Death Penalty

Tom Lehman TLEHMAN at lor.net
Sun Mar 7 08:39:03 PST 1999


Dear Jim,

How many people in your world are there who could best be described as being Gabby Hays' type characters? You know the type, they got opinions on everything and those opinions often change in mid-sentence. Describing Gabby characters as being loquacious would be an under-statement. Put 'em on TV and it's hard to tell what they can be coached to say, "God bless America and hang 'em high". Also, I wonder how many Gabbies there are in Texas prisons today, for making a "little" mistake with a substance and or a gun?

Jim, for the New Yorkers on the list, it's been a long and steep descent from John Garfield to Howard Stern. So I wouldn't feel too bad about a couple of shady characters like the Bush brothers.
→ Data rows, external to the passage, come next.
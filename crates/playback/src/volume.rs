//! Volume steps.
//!
//! The decoder takes a step index in `0..=MAX_VOLUME`; the player exposes it
//! directly and maps it to a percentage only for the bar graph.

use platform::audio::MAX_VOLUME;

/// Step used on first open when no bookmark exists.
pub const DEFAULT_VOLUME: u8 = 12;

/// Direction of a volume key.
#[derive(Debug, Clone, Copy, PartialEq, Eq)]
pub enum VolumeKey {
    /// `+` or `=`.
    Up,
    /// `-` or `_`.
    Down,
}

/// Volume meaning of a key byte.
pub fn volume_key(key: u8) -> Option<VolumeKey> {
    match key {
        b'+' | b'=' => Some(VolumeKey::Up),
        b'-' | b'_' => Some(VolumeKey::Down),
        _ => None,
    }
}

/// Apply one key to `step`, clamped to `0..=MAX_VOLUME`.
pub fn step(current: u8, key: VolumeKey) -> u8 {
    match key {
        VolumeKey::Up => current.saturating_add(1).min(MAX_VOLUME),
        VolumeKey::Down => current.saturating_sub(1),
    }
}

/// Step as a percentage of full scale.
pub fn percent(step: u8) -> u8 {
    let step = u16::from(step.min(MAX_VOLUME));
    u8::try_from(step.saturating_mul(100) / u16::from(MAX_VOLUME)).unwrap_or(100)
}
In Ohio newly elected Governor Bob Taft recently executed a homicidal handyman; this was the first execution in Ohio since 1963. I think it was sort of like keeping up with the Bushes for Taft. The Bushes and Taft belong to the same church too.

Our failed Democratic candidate for Governor, Lee Fisher tried to go to the right of Taft on the law and order stuff a la John Claude van Damm, without any success.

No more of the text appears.